Home Cardiology Physical Activity Inversely Tied to Hypoglycemia With Coma in T1DM

Physical Activity Inversely Tied to Hypoglycemia With Coma in T1DM

Inverse links also found for PA and HbA1c, diabetic ketoacidosis, retinopathy, microalbuminuria

FRIDAY, June 12, 2015 (HealthDay News) — For patients with type 1 diabetes, regular physical activity (PA) is beneficial for glycemic control, diabetes-linked comorbidities, and cardiovascular risk factors, without apparent increase in adverse events, according to a study published online May 26 in Diabetes Care.
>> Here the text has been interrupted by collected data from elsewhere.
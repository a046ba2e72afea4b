//! Frames exchanged with a standalone signaling server.
//!
//! Every frame is `{"type": <kind>, <kind>: {...}}`; the body sits under a key
//! named after the frame type.

use serde::{Deserialize, Serialize};
use serde_json::Value;

use crate::error::{Error, Result};
use crate::signaling::SignalingMessage;

pub const HELLO_VERSION: &str = "1.0";

#[derive(Debug, Clone, PartialEq, Eq, Serialize, Deserialize)]
pub struct HelloAuthParams {
    pub userid: Option<String>,
    pub ticket: String,
}

#[derive(Debug, Clone, PartialEq, Eq, Serialize, Deserialize)]
pub struct HelloAuth {
    pub url: String,
    pub params: HelloAuthParams,
}

/// Shared by the client request and the server reply; each side fills in
/// its own subset.
#[derive(Debug, Clone, PartialEq, Default, Serialize, Deserialize)]
pub struct HelloBody {
    #[serde(default, skip_serializing_if = "Option::is_none")]
    pub version: Option<String>,
    #[serde(default, skip_serializing_if = "Option::is_none")]
    pub auth: Option<HelloAuth>,
    #[serde(default, skip_serializing_if = "Option::is_none")]
    pub resumeid: Option<String>,
    #[serde(default, skip_serializing_if = "Option::is_none")]
    pub sessionid: Option<String>,
    #[serde(default, skip_serializing_if = "Option::is_none")]
    pub userid: Option<String>,
    #[serde(default, skip_serializing_if = "Option::is_none")]
    pub server: Option<Value>,
}

#[derive(Debug, Clone, PartialEq, Eq, Default, Serialize, Deserialize)]
pub struct RoomBody {
    pub roomid: String,
    #[serde(default, skip_serializing_if = "Option::is_none")]
    pub sessionid: Option<String>,
}

#[derive(Debug, Clone, PartialEq, Eq, Serialize, Deserialize)]
#[serde(tag = "type", rename_all = "lowercase")]
pub enum Endpoint {
    Session {
        sessionid: String,
        #[serde(default, skip_serializing_if = "Option::is_none")]
        userid: Option<String>,
    },
    User {
        userid: String,
    },
    Room,
}

#[derive(Debug, Clone, PartialEq, Serialize, Deserialize)]
pub struct MessageBody {
    #[serde(default, skip_serializing_if = "Option::is_none")]
    pub recipient: Option<Endpoint>,
    #[serde(default, skip_serializing_if = "Option::is_none")]
    pub sender: Option<Endpoint>,
    pub data: Value,
}

impl MessageBody {
    /// Decodes `data` as a peer signaling message. Other payloads (chat
    /// refresh hints and the like) yield an error.
    pub fn signaling(&self) -> Result<SignalingMessage> {
        SignalingMessage::from_value(self.data.clone())
    }
}

#[derive(Debug, Clone, PartialEq, Eq, Serialize, Deserialize)]
pub struct JoinedSession {
    pub sessionid: String,
    #[serde(default, skip_serializing_if = "Option::is_none")]
    pub userid: Option<String>,
    #[serde(default, skip_serializing_if = "Option::is_none")]
    pub roomsessionid: Option<String>,
}

#[derive(Debug, Clone, PartialEq, Serialize, Deserialize)]
pub struct EventBody {
    pub target: String,
    #[serde(rename = "type")]
    pub event_type: String,
    #[serde(default, skip_serializing_if = "Option::is_none")]
    pub join: Option<Vec<JoinedSession>>,
    #[serde(default, skip_serializing_if = "Option::is_none")]
    pub leave: Option<Vec<String>>,
    #[serde(default, skip_serializing_if = "Option::is_none")]
    pub update: Option<Value>,
}

#[derive(Debug, Clone, PartialEq, Serialize, Deserialize)]
pub struct ErrorBody {
    pub code: String,
    #[serde(default)]
    pub message: String,
    #[serde(default, skip_serializing_if = "Option::is_none")]
    pub details: Option<Value>,
}

#[derive(Debug, Clone, PartialEq, Serialize, Deserialize)]
#[serde(tag = "type")]
pub enum ExternalFrame {
    #[serde(rename = "hello")]
    Hello { hello: HelloBody },
    #[serde(rename = "room")]
    Room { room: RoomBody },
    #[serde(rename = "message")]
    Message { message: MessageBody },
    #[serde(rename = "control")]
    Control { control: MessageBody },
    #[serde(rename = "event")]
    Event { event: EventBody },
    #[serde(rename = "bye")]
    Bye {
        #[serde(default)]
        bye: Value,
    },
    #[serde(rename = "error")]
    Error { error: ErrorBody },
}

impl ExternalFrame {
    pub fn hello_with_ticket(
        backend_url: impl Into<String>,
        userid: Option<String>,
        ticket: impl Into<String>,
    ) -> Self {
        ExternalFrame::Hello {
            hello: HelloBody {
                version: Some(HELLO_VERSION.to_string()),
                auth: Some(HelloAuth {
                    url: backend_url.into(),
                    params: HelloAuthParams {
                        userid,
                        ticket: ticket.into(),
                    },
                }),
                ..HelloBody::default()
            },
        }
    }

    pub fn resume(resumeid: impl Into<String>) -> Self {
        ExternalFrame::Hello {
            hello: HelloBody {
                version: Some(HELLO_VERSION.to_string()),
                resumeid: Some(resumeid.into()),
                ..HelloBody::default()
            },
        }
    }

    /// Joins `roomid`; an empty room id leaves the current room.
    pub fn join_room(roomid: impl Into<String>, sessionid: Option<String>) -> Self {
        ExternalFrame::Room {
            room: RoomBody {
                roomid: roomid.into(),
                sessionid,
            },
        }
    }

    /// Wraps a peer signaling message for the session named in its `to`.
    pub fn relay(message: &SignalingMessage) -> Result<Self> {
        let sessionid = message.to.clone().ok_or(Error::MissingField("to"))?;
        Ok(ExternalFrame::Message {
            message: MessageBody {
                recipient: Some(Endpoint::Session {
                    sessionid,
                    userid: None,
                }),
                sender: None,
                data: serde_json::to_value(message)?,
            },
        })
    }

    pub fn bye() -> Self {
        ExternalFrame::Bye {
            bye: Value::Object(serde_json::Map::new()),
        }
    }

    pub fn from_json(raw: &str) -> Result<Self> {
        Ok(serde_json::from_str(raw)?)
    }

    pub fn to_json(&self) -> Result<String> {
        Ok(serde_json::to_string(self)?)
    }
}

#[cfg(test)]
mod tests {
    use super::*;
    use crate::signaling::RoomType;
    use serde_json::json;

    #[test]
    fn hello_wire_shape() {
        let frame = ExternalFrame::hello_with_ticket(
            "https://cloud.example/ocs/v2.php/apps/spreed/api/v3/signaling/backend",
            Some("alice".into()),
            "ticket-1",
        );
        let value = serde_json::to_value(&frame).unwrap();
        assert_eq!(
            value,
            json!({
                "type": "hello",
                "hello": {
                    "version": "1.0",
                    "auth": {
                        "url": "https://cloud.example/ocs/v2.php/apps/spreed/api/v3/signaling/backend",
                        "params": {"userid": "alice", "ticket": "ticket-1"}
                    }
                }
            })
        );
    }

    #[test]
    fn server_hello_reply() {
        let raw = r#"{"type":"hello","hello":{"sessionid":"s-1","resumeid":"r-1","userid":"alice",
            "server":{"version":"1.0","features":["mcu"]}}}"#;
        match ExternalFrame::from_json(raw).unwrap() {
            ExternalFrame::Hello { hello } => {
                assert_eq!(hello.sessionid.as_deref(), Some("s-1"));
                assert_eq!(hello.resumeid.as_deref(), Some("r-1"));
            }
            other => panic!("unexpected frame: {other:?}"),
        }
    }

    #[test]
    fn relays_signaling_message() {
        let join = SignalingMessage::to_peer("s-2", RoomType::Video, crate::signaling::SignalingPayload::Join);
        let frame = ExternalFrame::relay(&join).unwrap();
        let decoded = ExternalFrame::from_json(&frame.to_json().unwrap()).unwrap();
        match decoded {
            ExternalFrame::Message { message } => {
                assert_eq!(
                    message.recipient,
                    Some(Endpoint::Session {
                        sessionid: "s-2".into(),
                        userid: None
                    })
                );
                assert_eq!(message.signaling().unwrap(), join);
            }
            other => panic!("unexpected frame: {other:?}"),
        }
    }

    #[test]
    fn relay_needs_recipient() {
        let broadcast = SignalingMessage::from_json(r#"{"type":"join"}"#).unwrap();
        assert!(matches!(
            ExternalFrame::relay(&broadcast),
            Err(Error::MissingField("to"))
        ));
    }

    #[test]
    fn room_join_event() {
        let raw = r#"{"type":"event","event":{"target":"room","type":"join",
            "join":[{"sessionid":"s-3","userid":"bob","roomsessionid":"nc-3"}]}}"#;
        match ExternalFrame::from_json(raw).unwrap() {
            ExternalFrame::Event { event } => {
                assert_eq!(event.event_type, "join");
                assert_eq!(event.join.unwrap()[0].userid.as_deref(), Some("bob"));
            }
            other => panic!("unexpected frame: {other:?}"),
        }
    }

    #[test]
    fn error_and_bye() {
        let raw = r#"{"type":"error","error":{"code":"no_such_session","message":"The session is unknown."}}"#;
        assert!(matches!(
            ExternalFrame::from_json(raw).unwrap(),
            ExternalFrame::Error { error } if error.code == "no_such_session"
        ));
        assert_eq!(ExternalFrame::bye().to_json().unwrap(), r#"{"type":"bye","bye":{}}"#);
    }
}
Barbara Bohn, from the University of Ulm in Germany, and colleagues examined the correlation between PA and glycemic control or cardiovascular risk in a cohort of 18,028 adults with type 1 diabetes. Participants were classified according to self-reported frequency of PA (inactive, one to two times per week, and more than two times per week).

The researchers found that PA was inversely correlated with hemoglobin A1c, diabetic ketoacidosis, body mass index, and dyslipidemia (all P < 0.0001), as well as hypertension (P = 0.0150). In addition, PA was inversely associated with retinopathy and microalbuminuria (both P < 0.0001). No difference was seen between the PA groups in terms of severe hypoglycemia (assistance required) (P = 0.8989); there was an inverse correlation for PA with severe hypoglycemia with coma (P < 0.0001).

“In conclusion, being physically active is associated with reduced cardiovascular risk and better glycemic control without an increase in adverse effects,” the authors write. “Therefore, PA should be promoted in patients with type 1 diabetes.”